L'estremità occidentale è in Pakistan. Attraversano il Jammu e Kashmir, l'Himachal Pradesh, l'Uttaranchal, il Sikkim e l'Arunachal Pradesh in India, Nepal e Bhutan. L'estremità orientale è nel sud del Tibet. Sono divisi in 3 parti: Himadri, Himachal e Shiwaliks.

Le 15 montagne più alte del mondo sono sull'Himalaya. Le principali sono il Monte Everest, il K2, l'Annapurna e il Nanga Parbat. Il Monte Everest è la montagna più alta della Terra, con i suoi 8.849 metri. Delle quindici cime più alte del mondo, nove sono sull'Himalaya nepalese.
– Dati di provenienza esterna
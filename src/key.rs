use std::{borrow::Cow, cmp::Ordering, fmt};

/// How a key was handed to the trie.
///
/// The trie only ever stores bytes; the origin is remembered on the terminal
/// node so the key can be given back in the shape the caller used.
#[derive(Debug, Clone, Copy, PartialEq, Eq, Hash, PartialOrd, Ord)]
#[cfg_attr(feature = "serde", derive(serde::Serialize, serde::Deserialize))]
pub enum KeyKind {
  Bytes,
  Text,
}

/// A key restored from the trie: either raw bytes or UTF-8 text.
///
/// Keys order by their byte representation. Two keys with the same bytes but
/// different origins are distinct, with `Bytes` sorting first.
#[derive(Debug, Clone, PartialEq, Eq, Hash)]
pub enum Key {
  Bytes(Vec<u8>),
  Text(String),
}

impl Key {
  /// Rebuilds a key from a trie path and the origin recorded for it.
  ///
  /// Text paths always hold valid UTF-8 since they were encoded from a
  /// `str`; a path that somehow is not falls back to `Bytes`.
  pub fn restore(path: &[u8], kind: KeyKind) -> Self {
    match kind {
      KeyKind::Bytes => Key::Bytes(path.to_vec()),
      KeyKind::Text => match String::from_utf8(path.to_vec()) {
        Ok(text) => Key::Text(text),
        Err(err) => Key::Bytes(err.into_bytes()),
      },
    }
  }

  pub fn as_bytes(&self) -> &[u8] {
    match self {
      Key::Bytes(bytes) => bytes,
      Key::Text(text) => text.as_bytes(),
    }
  }

  pub fn kind(&self) -> KeyKind {
    match self {
      Key::Bytes(_) => KeyKind::Bytes,
      Key::Text(_) => KeyKind::Text,
    }
  }

  pub fn is_text(&self) -> bool {
    matches!(self, Key::Text(_))
  }

  pub fn as_str(&self) -> Option<&str> {
    match self {
      Key::Text(text) => Some(text),
      Key::Bytes(_) => None,
    }
  }

  pub fn into_bytes(self) -> Vec<u8> {
    match self {
      Key::Bytes(bytes) => bytes,
      Key::Text(text) => text.into_bytes(),
    }
  }
}

impl Ord for Key {
  fn cmp(&self, other: &Self) -> Ordering {
    self
      .as_bytes()
      .cmp(other.as_bytes())
      .then_with(|| self.kind().cmp(&other.kind()))
  }
}

impl PartialOrd for Key {
  fn partial_cmp(&self, other: &Self) -> Option<Ordering> {
    Some(self.cmp(other))
  }
}

impl fmt::Display for Key {
  fn fmt(&self, f: &mut fmt::Formatter<'_>) -> fmt::Result {
    match self {
      Key::Text(text) => write!(f, "{text:?}"),
      Key::Bytes(bytes) => write!(f, "b\"{}\"", bytes.escape_ascii()),
    }
  }
}

impl From<&str> for Key {
  fn from(text: &str) -> Self {
    Key::Text(text.to_owned())
  }
}

impl From<String> for Key {
  fn from(text: String) -> Self {
    Key::Text(text)
  }
}

impl From<&[u8]> for Key {
  fn from(bytes: &[u8]) -> Self {
    Key::Bytes(bytes.to_vec())
  }
}

impl<const N: usize> From<&[u8; N]> for Key {
  fn from(bytes: &[u8; N]) -> Self {
    Key::Bytes(bytes.to_vec())
  }
}

impl From<Vec<u8>> for Key {
  fn from(bytes: Vec<u8>) -> Self {
    Key::Bytes(bytes)
  }
}

impl PartialEq<str> for Key {
  fn eq(&self, other: &str) -> bool {
    self.as_str() == Some(other)
  }
}

impl PartialEq<&str> for Key {
  fn eq(&self, other: &&str) -> bool {
    self.as_str() == Some(*other)
  }
}

impl PartialEq<String> for Key {
  fn eq(&self, other: &String) -> bool {
    self.as_str() == Some(other.as_str())
  }
}

impl PartialEq<[u8]> for Key {
  fn eq(&self, other: &[u8]) -> bool {
    matches!(self, Key::Bytes(bytes) if bytes.as_slice() == other)
  }
}

impl<const N: usize> PartialEq<&[u8; N]> for Key {
  fn eq(&self, other: &&[u8; N]) -> bool {
    matches!(self, Key::Bytes(bytes) if bytes.as_slice() == other.as_slice())
  }
}

// --- NORMALIZATION ---

/// Types accepted as trie keys.
///
/// Only byte sequences and text implement this, so handing the trie any other
/// kind of key is a compile error rather than a runtime failure. Text is
/// traversed as its UTF-8 encoding.
pub trait TrieKey {
  fn key_bytes(&self) -> &[u8];
  fn key_kind(&self) -> KeyKind;
}

impl TrieKey for str {
  fn key_bytes(&self) -> &[u8] {
    self.as_bytes()
  }
  fn key_kind(&self) -> KeyKind {
    KeyKind::Text
  }
}

impl TrieKey for String {
  fn key_bytes(&self) -> &[u8] {
    self.as_bytes()
  }
  fn key_kind(&self) -> KeyKind {
    KeyKind::Text
  }
}

impl TrieKey for Cow<'_, str> {
  fn key_bytes(&self) -> &[u8] {
    self.as_bytes()
  }
  fn key_kind(&self) -> KeyKind {
    KeyKind::Text
  }
}

impl TrieKey for [u8] {
  fn key_bytes(&self) -> &[u8] {
    self
  }
  fn key_kind(&self) -> KeyKind {
    KeyKind::Bytes
  }
}

impl TrieKey for Vec<u8> {
  fn key_bytes(&self) -> &[u8] {
    self
  }
  fn key_kind(&self) -> KeyKind {
    KeyKind::Bytes
  }
}

impl<const N: usize> TrieKey for [u8; N] {
  fn key_bytes(&self) -> &[u8] {
    self
  }
  fn key_kind(&self) -> KeyKind {
    KeyKind::Bytes
  }
}

impl TrieKey for Key {
  fn key_bytes(&self) -> &[u8] {
    self.as_bytes()
  }
  fn key_kind(&self) -> KeyKind {
    self.kind()
  }
}

impl<T: TrieKey + ?Sized> TrieKey for &T {
  fn key_bytes(&self) -> &[u8] {
    (**self).key_bytes()
  }
  fn key_kind(&self) -> KeyKind {
    (**self).key_kind()
  }
}

#[cfg(feature = "serde")]
mod key_serde {
  use super::Key;
  use serde::{
    Deserialize, Deserializer, Serialize, Serializer,
    de::{self, SeqAccess, Visitor},
  };
  use std::fmt;

  impl Serialize for Key {
    fn serialize<S>(&self, serializer: S) -> Result<S::Ok, S::Error>
    where
      S: Serializer,
    {
      match self {
        Key::Text(text) => serializer.serialize_str(text),
        Key::Bytes(bytes) => serializer.serialize_bytes(bytes),
      }
    }
  }

  struct KeyVisitor;

  impl<'de> Visitor<'de> for KeyVisitor {
    type Value = Key;

    fn expecting(&self, formatter: &mut fmt::Formatter) -> fmt::Result {
      formatter.write_str("a string or byte sequence")
    }

    fn visit_str<E: de::Error>(self, v: &str) -> Result<Key, E> {
      Ok(Key::Text(v.to_owned()))
    }

    fn visit_string<E: de::Error>(self, v: String) -> Result<Key, E> {
      Ok(Key::Text(v))
    }

    fn visit_bytes<E: de::Error>(self, v: &[u8]) -> Result<Key, E> {
      Ok(Key::Bytes(v.to_vec()))
    }

    fn visit_byte_buf<E: de::Error>(self, v: Vec<u8>) -> Result<Key, E> {
      Ok(Key::Bytes(v))
    }

    // Self-describing formats without a bytes type (JSON) hand bytes over as
    // a sequence of integers.
    fn visit_seq<A>(self, mut seq: A) -> Result<Key, A::Error>
    where
      A: SeqAccess<'de>,
    {
      let mut bytes = Vec::with_capacity(seq.size_hint().unwrap_or(0));
      while let Some(byte) = seq.next_element::<u8>()? {
        bytes.push(byte);
      }
      Ok(Key::Bytes(bytes))
    }
  }

  impl<'de> Deserialize<'de> for Key {
    fn deserialize<D>(deserializer: D) -> Result<Self, D::Error>
    where
      D: Deserializer<'de>,
    {
      deserializer.deserialize_any(KeyVisitor)
    }
  }
}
La parola "Himalaya" significa Casa della Neve in sanscrito, un'antica lingua indiana. L'Himalaya è talmente alto da tenere separati il popolo indiano e quello cinese per la maggior parte del tempo. L'India è una penisola tagliata fuori dal resto dell'Asia dalle montagne. Spesso viene chiamata il subcontinente indiano perché è più grande e più isolata delle altre penisole.

A nord dell'Himalaya c'è l'altopiano tibetano. È chiamato "il tetto del mondo". Tuttavia, l'altopiano tibetano è molto arido perché l'altopiano e le montagne fungono da gigantesca ombra di pioggia. La pioggia cade invece sul lato sud delle montagne. Questo ha influenzato molto il clima del subcontinente indiano. Non solo impedisce ai venti invernali estremamente freddi che soffiano dall'Asia centrale di entrare nel Subcontinente, ma costringe anche il ramo monsonico della Baia del Bengala a spargere la sua umidità lungo gli Stati dell'India settentrionale e settentrionale, il Bhutan, il Nepal e il Bangladesh.